For its part, the Bush administration two years ago proposed allocating $1.5 billion over five years to a marriage promotion effort. The proposal was a key part of the White House's welfare reauthorization legislation.
Last year the marriage plan passed both the House and the Senate Finance Committee. Now the administration is redoubling its effort to get the plan, and the larger welfare reauthorization bill, through the Senate as a whole.
"It's an important issue the president would like to see passed," says Wade F. Horn, assistant secretary of Health and Human Services for children and families.
The money would be channeled to states and community-based groups. According to Dr. Horn, the point would not be to advertise marriage per se, or convince singles of the benefits of marriage, but to provide counseling and advice for couples already contemplating wedlock or married couples experiencing marital problems.
There is preliminary research that indicates such counseling works, says Horn.
"There's a lot of research that shows what separates healthy marriages from unhealthy ones is not the frequency of conflict but the way the couple manages conflict," he says. "The good news is we can teach conflict resolution skills."
Some conservatives see the marriage initiative as a Democratic-like effort to poke the government's nose into essentially personal areas of life. Religious right groups might prefer that Bush push a constitutional amendment banning gay marriage.
But the strongest opposition to the plan has come from liberals who see it as essentially irrelevant, the moral equivalent of attempting to fight poverty by proposing a national dress code.
Single parenthood is as much an effect as a cause of the blight that effects inner cities and other poor areas, they say. The money might be better spent on job training or expanded child care programs. Worse, it might lure women into making a bad marriage choice.
"People who are poor have so many struggles every day just to make sure they're not cold, to make sure they have food ... that having a wedding ring on their finger is probably not a top priority," says Avis Jones-DeWeever, a study director at the Institute for Women's Policy Research in Washington.
Princeton, a hardscrabble town on the West Virginia side of Big Walker Mountain, has seen its share of such struggles. Half of downtown storefronts stand empty. The marquee of the movie theater advertises, not a first-run flick, but the theater's current purpose: "soup kitchen." Even that's now closed, due to a broken heater.
In such an environment, poor women are afraid to do anything that might upset the fragile net of government programs they depend upon for support, says Ms.
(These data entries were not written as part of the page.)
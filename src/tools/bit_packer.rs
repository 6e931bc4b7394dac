//! Packing of bit strings into bytes.
//!
//! The stream is padded at the front so it fills a whole number of bytes.
//! Padding is `8 - len%8` bits (1 to 8), all zero except the last which is 1,
//! so the reader can find where the data starts without a length field.
//! Bits are packed MSB first.

use bit_vec::BitVec;
use crate::Error;

/// Pack a string of '0' and '1' into padded bytes.
pub fn pack(bits: &str) -> Result<Vec<u8>,Error> {
    let padding = 8 - bits.len() % 8;
    let mut ans = BitVec::with_capacity(bits.len() + padding);
    for _i in 0..padding-1 {
        ans.push(false);
    }
    ans.push(true);
    for c in bits.chars() {
        match c {
            '0' => ans.push(false),
            '1' => ans.push(true),
            _ => return Err(Error::InvalidBitCharacter(c))
        }
    }
    Ok(ans.to_bytes())
}

/// Recover the bit string from padded bytes.
/// The padding ends at the first 1 in the first byte.  If the first byte is zero
/// the file is not well formed, in that case everything after it is returned.
pub fn unpack(bytes: &[u8]) -> String {
    let bits = BitVec::from_bytes(bytes);
    let start = match (0..8).find(|i| bits.get(*i) == Some(true)) {
        Some(i) => i + 1,
        None => {
            if !bytes.is_empty() {
                log::warn!("padding marker missing, skipping first byte");
            }
            8
        }
    };
    bits.iter().skip(start).map(|b| match b { true => '1', false => '0' }).collect()
}

#[test]
fn padding_marker() {
    assert_eq!(pack("").expect("pack failed"),vec![0x01]);
    assert_eq!(pack("1").expect("pack failed"),vec![0x03]);
    assert_eq!(pack("10100001111").expect("pack failed"),hex::decode("0D0F").unwrap());
    // already a multiple of 8 gets a whole byte of padding
    assert_eq!(pack("10101010").expect("pack failed"),vec![0x01,0xAA]);
}

#[test]
fn self_delimiting() {
    for bits in ["","0","1","0000000","00000000","1111111","111111111","0110100111001"] {
        assert_eq!(unpack(&pack(bits).expect("pack failed")),bits);
    }
}

#[test]
fn invalid_character() {
    assert!(matches!(pack("0102"),Err(Error::InvalidBitCharacter('2'))));
}

#[test]
fn missing_marker() {
    assert_eq!(unpack(&[]),"");
    assert_eq!(unpack(&[0x00,0xF0]),"11110000");
}
//! Set proxy.

use crate::client::GatewayClient;
use crate::error::Result;
use crate::protocol::Value;
use crate::proxy::{expect_bool, expect_i32, expect_iterator, IteratorProxy};

/// Handle to a JVM `java.util.Set`.
///
/// Sets have no indexed access; enumeration goes through a host iterator.
#[derive(Debug, Clone)]
pub struct SetProxy {
    client: GatewayClient,
    target_id: String,
}

impl SetProxy {
    pub(crate) fn new(client: GatewayClient, target_id: impl Into<String>) -> Self {
        Self {
            client,
            target_id: target_id.into(),
        }
    }

    pub fn target_id(&self) -> &str {
        &self.target_id
    }

    async fn invoke(&self, method: &str, args: &[Value]) -> Result<Value> {
        self.client.call_method(&self.target_id, method, args).await
    }

    pub async fn size(&self) -> Result<i32> {
        expect_i32(self.invoke("size", &[]).await?, "Set.size")
    }

    /// Add an element; true when the set did not already contain it.
    pub async fn add(&self, element: Value) -> Result<bool> {
        expect_bool(self.invoke("add", &[element]).await?, "Set.add")
    }

    /// Remove an element; true when it was present.
    pub async fn remove(&self, element: Value) -> Result<bool> {
        expect_bool(self.invoke("remove", &[element]).await?, "Set.remove")
    }

    pub async fn contains(&self, element: Value) -> Result<bool> {
        expect_bool(self.invoke("contains", &[element]).await?, "Set.contains")
    }

    pub async fn clear(&self) -> Result<()> {
        self.invoke("clear", &[]).await?;
        Ok(())
    }

    /// A host iterator over the set.
    pub async fn iterator(&self) -> Result<IteratorProxy> {
        expect_iterator(self.invoke("iterator", &[]).await?, "Set.iterator")
    }

    /// Materialize the set locally. The host guarantees uniqueness; order
    /// is whatever its iterator yields.
    pub async fn to_vec(&self) -> Result<Vec<Value>> {
        self.iterator().await?.collect_remaining().await
    }
}

impl PartialEq for SetProxy {
    fn eq(&self, other: &Self) -> bool {
        self.target_id == other.target_id
    }
}
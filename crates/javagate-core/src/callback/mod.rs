//! Inbound callback channel.
//!
//! The JVM calls back into this process over a second TCP connection.
//!
//! # Architecture
//!
//! - **Registry**: local objects registered under stable `p<n>` IDs,
//!   shared between the outbound argument encoder and the server
//! - **Server**: accepts gateway connections, parses call commands, and
//!   dispatches them to registered objects

pub mod registry;
pub mod server;

pub use registry::{CallbackObject, CallbackRegistry};
pub use server::{CallbackServer, CallbackServerHandle};
//! The tagged value union exchanged with the gateway.
//!
//! Every argument sent to the JVM and every decoded response is a [`Value`].
//! Reference-typed values carry a proxy of the exact kind the gateway
//! tagged; the client never upgrades or downgrades a kind on its own.

use crate::callback::CallbackObject;
use crate::proxy::{ArrayProxy, IteratorProxy, ListProxy, MapProxy, ObjectProxy, SetProxy};
use std::fmt;
use std::sync::Arc;

/// A local object offered to the JVM as an implementation of one or more
/// Java interfaces.
///
/// Passing a `CallbackRef` as a call argument registers the object in the
/// callback registry (assigning it a stable `p<n>` ID) and sends the JVM a
/// proxy handle; the JVM then invokes methods on it over the callback
/// channel.
#[derive(Clone)]
pub struct CallbackRef {
    /// The local implementation.
    pub object: Arc<dyn CallbackObject>,
    /// Fully-qualified names of the Java interfaces the object implements.
    pub interfaces: Vec<String>,
}

impl CallbackRef {
    /// Create a callback reference for `object` implementing `interfaces`.
    pub fn new(
        object: Arc<dyn CallbackObject>,
        interfaces: impl IntoIterator<Item = impl Into<String>>,
    ) -> Self {
        Self {
            object,
            interfaces: interfaces.into_iter().map(Into::into).collect(),
        }
    }
}

impl fmt::Debug for CallbackRef {
    fn fmt(&self, f: &mut fmt::Formatter<'_>) -> fmt::Result {
        f.debug_struct("CallbackRef")
            .field("interfaces", &self.interfaces)
            .finish_non_exhaustive()
    }
}

impl PartialEq for CallbackRef {
    fn eq(&self, other: &Self) -> bool {
        Arc::ptr_eq(&self.object, &other.object) && self.interfaces == other.interfaces
    }
}

/// A value on the gateway wire.
#[derive(Debug, Clone)]
pub enum Value {
    /// Java `null`, and the result of `void` methods.
    Null,
    Bool(bool),
    /// Fits the signed 32-bit range; wire tag `i`.
    Int(i32),
    /// Wire tag `L` (or `i` when the value happens to fit 32 bits).
    Long(i64),
    Double(f64),
    /// Arbitrary-precision decimal, kept in its textual form.
    Decimal(String),
    Str(String),
    Bytes(Vec<u8>),
    /// Generic object reference.
    Object(ObjectProxy),
    List(ListProxy),
    Set(SetProxy),
    Map(MapProxy),
    Array(ArrayProxy),
    Iterator(IteratorProxy),
    /// A local object registered (or about to be registered) for JVM
    /// callbacks.
    Callback(CallbackRef),
}

impl Value {
    pub fn is_null(&self) -> bool {
        matches!(self, Value::Null)
    }

    pub fn as_bool(&self) -> Option<bool> {
        match self {
            Value::Bool(b) => Some(*b),
            _ => None,
        }
    }

    pub fn as_i32(&self) -> Option<i32> {
        match self {
            Value::Int(i) => Some(*i),
            Value::Long(n) => i32::try_from(*n).ok(),
            _ => None,
        }
    }

    pub fn as_i64(&self) -> Option<i64> {
        match self {
            Value::Int(i) => Some(i64::from(*i)),
            Value::Long(n) => Some(*n),
            _ => None,
        }
    }

    pub fn as_f64(&self) -> Option<f64> {
        match self {
            Value::Double(d) => Some(*d),
            _ => None,
        }
    }

    pub fn as_str(&self) -> Option<&str> {
        match self {
            Value::Str(s) => Some(s),
            _ => None,
        }
    }

    pub fn as_bytes(&self) -> Option<&[u8]> {
        match self {
            Value::Bytes(b) => Some(b),
            _ => None,
        }
    }

    pub fn as_object(&self) -> Option<&ObjectProxy> {
        match self {
            Value::Object(p) => Some(p),
            _ => None,
        }
    }

    /// Target ID of the referenced JVM object, for any reference-typed
    /// variant.
    pub fn target_id(&self) -> Option<&str> {
        match self {
            Value::Object(p) => Some(p.target_id()),
            Value::List(p) => Some(p.target_id()),
            Value::Set(p) => Some(p.target_id()),
            Value::Map(p) => Some(p.target_id()),
            Value::Array(p) => Some(p.target_id()),
            Value::Iterator(p) => Some(p.target_id()),
            _ => None,
        }
    }
}

impl PartialEq for Value {
    fn eq(&self, other: &Self) -> bool {
        match (self, other) {
            (Value::Null, Value::Null) => true,
            (Value::Bool(a), Value::Bool(b)) => a == b,
            (Value::Int(a), Value::Int(b)) => a == b,
            (Value::Long(a), Value::Long(b)) => a == b,
            (Value::Double(a), Value::Double(b)) => a == b,
            (Value::Decimal(a), Value::Decimal(b)) => a == b,
            (Value::Str(a), Value::Str(b)) => a == b,
            (Value::Bytes(a), Value::Bytes(b)) => a == b,
            (Value::Callback(a), Value::Callback(b)) => a == b,
            // Reference kinds compare by identity on the JVM side.
            _ => match (self.target_id(), other.target_id()) {
                (Some(a), Some(b)) => {
                    a == b && std::mem::discriminant(self) == std::mem::discriminant(other)
                }
                _ => false,
            },
        }
    }
}

impl From<bool> for Value {
    fn from(b: bool) -> Self {
        Value::Bool(b)
    }
}

impl From<i32> for Value {
    fn from(i: i32) -> Self {
        Value::Int(i)
    }
}

impl From<i64> for Value {
    fn from(n: i64) -> Self {
        Value::Long(n)
    }
}

impl From<f64> for Value {
    fn from(d: f64) -> Self {
        Value::Double(d)
    }
}

impl From<&str> for Value {
    fn from(s: &str) -> Self {
        Value::Str(s.to_string())
    }
}

impl From<String> for Value {
    fn from(s: String) -> Self {
        Value::Str(s)
    }
}

impl From<Vec<u8>> for Value {
    fn from(b: Vec<u8>) -> Self {
        Value::Bytes(b)
    }
}

impl From<CallbackRef> for Value {
    fn from(cb: CallbackRef) -> Self {
        Value::Callback(cb)
    }
}

#[cfg(test)]
mod tests {
    use super::*;

    #[test]
    fn test_scalar_accessors() {
        assert_eq!(Value::Int(7).as_i32(), Some(7));
        assert_eq!(Value::Int(7).as_i64(), Some(7));
        assert_eq!(Value::Long(1 << 40).as_i64(), Some(1 << 40));
        assert_eq!(Value::Long(1 << 40).as_i32(), None);
        assert_eq!(Value::Bool(true).as_bool(), Some(true));
        assert_eq!(Value::Str("x".into()).as_str(), Some("x"));
        assert!(Value::Null.is_null());
        assert_eq!(Value::Null.as_i32(), None);
    }

    #[test]
    fn test_from_conversions() {
        assert_eq!(Value::from(3), Value::Int(3));
        assert_eq!(Value::from(3i64), Value::Long(3));
        assert_eq!(Value::from("hi"), Value::Str("hi".into()));
        assert_eq!(Value::from(vec![1u8, 2]), Value::Bytes(vec![1, 2]));
    }

    #[test]
    fn test_equality_is_variant_strict() {
        // Int(3) and Long(3) are distinct wire types.
        assert_ne!(Value::Int(3), Value::Long(3));
        assert_eq!(Value::Decimal("1.50".into()), Value::Decimal("1.50".into()));
        assert_ne!(Value::Decimal("1.5".into()), Value::Decimal("1.50".into()));
    }
}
McCabe.
Despite West Virginia's unique aid program, "a lot of people are afraid to get married because they'll lose their benefits," she says. "It makes you feel like you have to depend on a man."
Indeed, evidence of the $100 marriage benefit's effects is scanty. One analysis holds that it swayed the decision to get married of only one woman.
McCabe's own mom raised six kids on her own. McCabe didn't know her biological father until she was in her 30s.
She has a tough time imagining getting a well-paying job in a town where welfare seems to be the only industry that's booming.
Still, she says she's grateful for the government help she gets in supporting her three children - and says it could do even more to help women like her learn how to run a successful marriage.
Indeed, in her small public housing apartment she still finds room to daydream about finding a good man to help her out of the welfare doldrums.
"I still pray for the right one," she says.